Before the statistical hypothesis test we have to define the types of
missing values present in our data set. We are going to use the function
assign_missingness()
which will return a column with
information on the types of missingness we have in our data
(i.e. complete, missing at random (MAR) or missing not at random
(MNAR)). We use the default parameters of this function which assumes
that missing values are MAR when the conditions are at least 70 %
complete (adjusted downward). Missing values are assumed to be MNAR when
less than 20 % of values are present (adjusted_downward) in one
condition if the other condition is complete. If not “complete” all
other comparisons are label as NA
. If imputation is
performed, these are the comparisons that will not be imputed. The type
of missingness assigned to a comparison does not have any influence on
the statistical test. However, by default (can be changed) comparisons
with missingness NA
are filtered out prior to p-value
adjustment. This means that in addition to imputation the user can use
missingness cutoffs also in order to define which comparisons are too
incomplete to be trustworthy even if significant.

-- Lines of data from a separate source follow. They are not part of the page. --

//! Engine - the single owner of league state
//!
//! Every mutating operation is a `&mut self` method and every query a
//! `&self` method, so read-then-write sequences (penalty re-ranking,
//! report numbering) are serialized by ownership rather than by locks.
//! Standings are served from a read cache that is cleared on every
//! mutation touching results, rosters, reports or the calendar.

use ahash::AHashMap;
use chrono::{NaiveDate, Weekday};

use crate::core::config::EngineConfig;
use crate::core::error::{EngineError, Result};
use crate::core::types::{
    AssignmentId, CarClassId, CategoryId, ChampionshipId, DriverId, GameId, Millis, PointSystemId,
    Position, ReportId, ResultId, RoundId, SessionId, SessionKind, TeamId,
};
use crate::events::{EventKind, EventLog};
use crate::league::LeagueRegistry;
use crate::points::{FastestLapRule, PointsCatalog};
use crate::results::{NewResult, PenaltyDelta, ResultLedger};
use crate::roster::{LicenceAdjustment, RosterLedger};
use crate::standings::{self, RoundTally, StandingsRow, TeamStandingsRow};
use crate::stewarding::{NewReport, PenaltyDecision, ReportLog, ReviewOutcome};

/// Raw timing input for one driver in one session
///
/// The engine derives the session kind, category and car class from the
/// catalog and the driver's enrollment.
#[derive(Debug, Clone)]
pub struct ResultSubmission {
    pub driver_id: DriverId,
    pub round_id: RoundId,
    pub session_id: SessionId,
    pub position: Option<Position>,
    pub time: Option<Millis>,
    pub fastest_lap: bool,
    /// Explicit correction of an already-recorded row
    pub supersede: bool,
}

pub struct Engine {
    config: EngineConfig,
    registry: LeagueRegistry,
    points: PointsCatalog,
    results: ResultLedger,
    roster: RosterLedger,
    reports: ReportLog,
    events: EventLog,
    standings_cache: AHashMap<(CategoryId, Option<u16>), Vec<StandingsRow>>,
}
//! League catalog: entities and the registry that owns them

pub mod entities;
pub mod registry;

pub use entities::{
    CarClass, Category, Championship, Driver, Game, Round, SessionDef, Team, TeamEntry,
};
pub use registry::LeagueRegistry;
//! Roster ledger: assignments, enrollments, licence and warning counters

pub mod ledger;

pub use ledger::{DriverAssignment, Enrollment, LicenceAdjustment, LicenceLogEntry, RosterLedger};
//! Property tests for disciplinary bookkeeping

use chrono::NaiveDate;
use proptest::prelude::*;

use paddock::core::config::EngineConfig;
use paddock::core::types::{CarClassId, CategoryId, DriverId, PointSystemId};
use paddock::points::{PointSystem, PointsCatalog};
use paddock::roster::RosterLedger;

fn enrolled_roster(config: &EngineConfig) -> RosterLedger {
    let mut roster = RosterLedger::new();
    roster
        .enroll(
            DriverId(1),
            CategoryId(1),
            CarClassId(1),
            7,
            NaiveDate::from_ymd_opt(2026, 1, 1).unwrap(),
            config,
        )
        .unwrap();
    roster
}

proptest! {
    #[test]
    fn licence_balance_never_leaves_domain(
        deltas in prop::collection::vec(-15i16..=15, 0..50)
    ) {
        let config = EngineConfig::default();
        let mut roster = enrolled_roster(&config);

        for delta in deltas {
            let adjustment = roster
                .adjust_licence_points(DriverId(1), CategoryId(1), delta, None, &config)
                .unwrap();
            prop_assert!(adjustment.balance <= config.licence_points_ceiling);

            let stored = roster
                .enrollment(DriverId(1), CategoryId(1))
                .unwrap()
                .licence_points;
            prop_assert_eq!(stored, adjustment.balance);
            prop_assert_eq!(adjustment.suspended, stored == 0);
        }
    }

    #[test]
    fn point_resolution_is_total_and_non_negative(
        values in prop::collection::vec(0.0f64..100.0, 1..20),
        position in 0u16..40
    ) {
        let mut catalog = PointsCatalog::new();
        catalog
            .insert(PointSystem::new(PointSystemId(1), values.clone()).unwrap())
            .unwrap();

        let points = catalog
            .points(PointSystemId(1), Some(position))
            .unwrap();
        prop_assert!(points >= 0.0);
        if position == 0 || position as usize > values.len() {
            prop_assert_eq!(points, 0.0);
        } else {
            prop_assert_eq!(points, values[position as usize - 1]);
        }
    }

    #[test]
    fn warnings_never_decrease(
        counts in prop::collection::vec(0u8..5, 0..30)
    ) {
        let config = EngineConfig::default();
        let mut roster = enrolled_roster(&config);

        let mut previous = 0u8;
        for count in counts {
            let total = roster
                .add_warnings(DriverId(1), CategoryId(1), count)
                .unwrap();
            prop_assert!(total >= previous);
            previous = total;
        }
    }
}
//! Point tables and bonus rules
//!
//! A [`PointSystem`] converts a 1-based finishing or qualifying position
//! into championship points. Systems are configuration data: loaded once,
//! immutable for the lifetime of a championship. Redefining an id is
//! rejected rather than silently replacing the table.

use ahash::AHashMap;
use serde::{Deserialize, Serialize};

use crate::core::error::{EngineError, Result};
use crate::core::types::{PointSystemId, Position};

/// An ordered table of point values indexed by position
///
/// Position 1 maps to the first value. Positions beyond the table length,
/// positions below 1 and unclassified results (no position) all score 0.
#[derive(Debug, Clone, Serialize, Deserialize)]
pub struct PointSystem {
    pub id: PointSystemId,
    values: Vec<f64>,
}

impl PointSystem {
    pub fn new(id: PointSystemId, values: Vec<f64>) -> Result<Self> {
        if values.is_empty() {
            return Err(EngineError::Config(format!(
                "point system {} has no values",
                id.0
            )));
        }
        if values.iter().any(|v| !v.is_finite() || *v < 0.0) {
            return Err(EngineError::Config(format!(
                "point system {} contains a negative or non-finite value",
                id.0
            )));
        }
        Ok(Self { id, values })
    }

    /// Parse one table from the JSON array form used by season archives,
    /// e.g. `[25, 18, 15, 12, 10, 8, 6, 4, 2, 1]`
    pub fn from_json_str(id: PointSystemId, content: &str) -> Result<Self> {
        let values: Vec<f64> = serde_json::from_str(content).map_err(|e| {
            EngineError::Config(format!("invalid point system JSON for {}: {}", id.0, e))
        })?;
        Self::new(id, values)
    }

    /// Points awarded for finishing at `position`
    pub fn points_for(&self, position: Option<Position>) -> f64 {
        match position {
            Some(p) if p >= 1 => self.values.get(p as usize - 1).copied().unwrap_or(0.0),
            _ => 0.0,
        }
    }

    /// Number of scoring positions in the table
    pub fn len(&self) -> usize {
        self.values.len()
    }

    pub fn is_empty(&self) -> bool {
        self.values.is_empty()
    }
}

/// Fastest-lap bonus rule for a category
///
/// The bonus is additive and resolved independently of position-based
/// penalties: a driver keeps the bonus even if a time penalty drops them
/// down the order, but an unclassified driver never scores it. When a
/// split position is set, drivers finishing after it receive the reduced
/// value instead of the full one.
#[derive(Debug, Clone, Serialize, Deserialize)]
pub struct FastestLapRule {
    pub full: f64,
    pub split: Option<(Position, f64)>,
}

impl FastestLapRule {
    pub fn flat(full: f64) -> Self {
        Self { full, split: None }
    }

    pub fn with_split(full: f64, split_position: Position, reduced: f64) -> Self {
        Self {
            full,
            split: Some((split_position, reduced)),
        }
    }

    /// Bonus points for the fastest lap scored from `position`
    pub fn bonus(&self, position: Option<Position>) -> f64 {
        let Some(position) = position else {
            return 0.0;
        };
        match self.split {
            Some((split, reduced)) if position > split => reduced,
            _ => self.full,
        }
    }
}

/// The immutable set of point systems available to sessions
#[derive(Debug, Clone, Default, Serialize, Deserialize)]
pub struct PointsCatalog {
    systems: AHashMap<PointSystemId, PointSystem>,
}

#[derive(Debug, Deserialize)]
struct CatalogToml {
    #[serde(default)]
    point_system: Vec<PointSystemToml>,
}

#[derive(Debug, Deserialize)]
struct PointSystemToml {
    id: u16,
    points: Vec<f64>,
}

impl PointsCatalog {
    pub fn new() -> Self {
        Self::default()
    }

    /// Register a point system; duplicate ids are a configuration error
    pub fn insert(&mut self, system: PointSystem) -> Result<()> {
        if self.systems.contains_key(&system.id) {
            return Err(EngineError::Config(format!(
                "point system {} is already defined and may not change",
                system.id.0
            )));
        }
        self.systems.insert(system.id, system);
        Ok(())
    }

    /// Parse a catalog from a TOML document of `[[point_system]]` tables
    pub fn from_toml_str(content: &str) -> Result<Self> {
        let parsed: CatalogToml = toml::from_str(content)
            .map_err(|e| EngineError::Config(format!("invalid point system TOML: {}", e)))?;

        let mut catalog = Self::new();
        for entry in parsed.point_system {
            catalog.insert(PointSystem::new(PointSystemId(entry.id), entry.points)?)?;
        }
        Ok(catalog)
    }

    pub fn get(&self, id: PointSystemId) -> Result<&PointSystem> {
        self.systems
            .get(&id)
            .ok_or_else(|| EngineError::Config(format!("point system {} is not defined", id.0)))
    }

    pub fn contains(&self, id: PointSystemId) -> bool {
        self.systems.contains_key(&id)
    }

    /// Resolve points for a position under the given system
    ///
    /// Fails only when the id itself does not resolve; out-of-table and
    /// unclassified positions score 0.
    pub fn points(&self, id: PointSystemId, position: Option<Position>) -> Result<f64> {
        Ok(self.get(id)?.points_for(position))
    }
}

After assigning the types of data missingness we use the function
calculate_diff_abundance()
. By selecting
method = t-test
the function will perform a Welch’s t-test.
There are also options included to perform a moderated t-test based on
the R package limma
or to detect differential abundances
based on the algorithm implemented in the R package proDA
.
The algorithm used for proDA
is based on a probabilistic
dropout model which facilitates hypothesis testing (using a moderated
t-test) while eliminating the need for imputation.
It has been shown that generally moderated t-tests perform much better also in proteomics data, as compared to t-tests (Kammers et al. 2015). Therefore, we will use a moderated t-test in this example.
Please note that in this example we are not imputing missing values.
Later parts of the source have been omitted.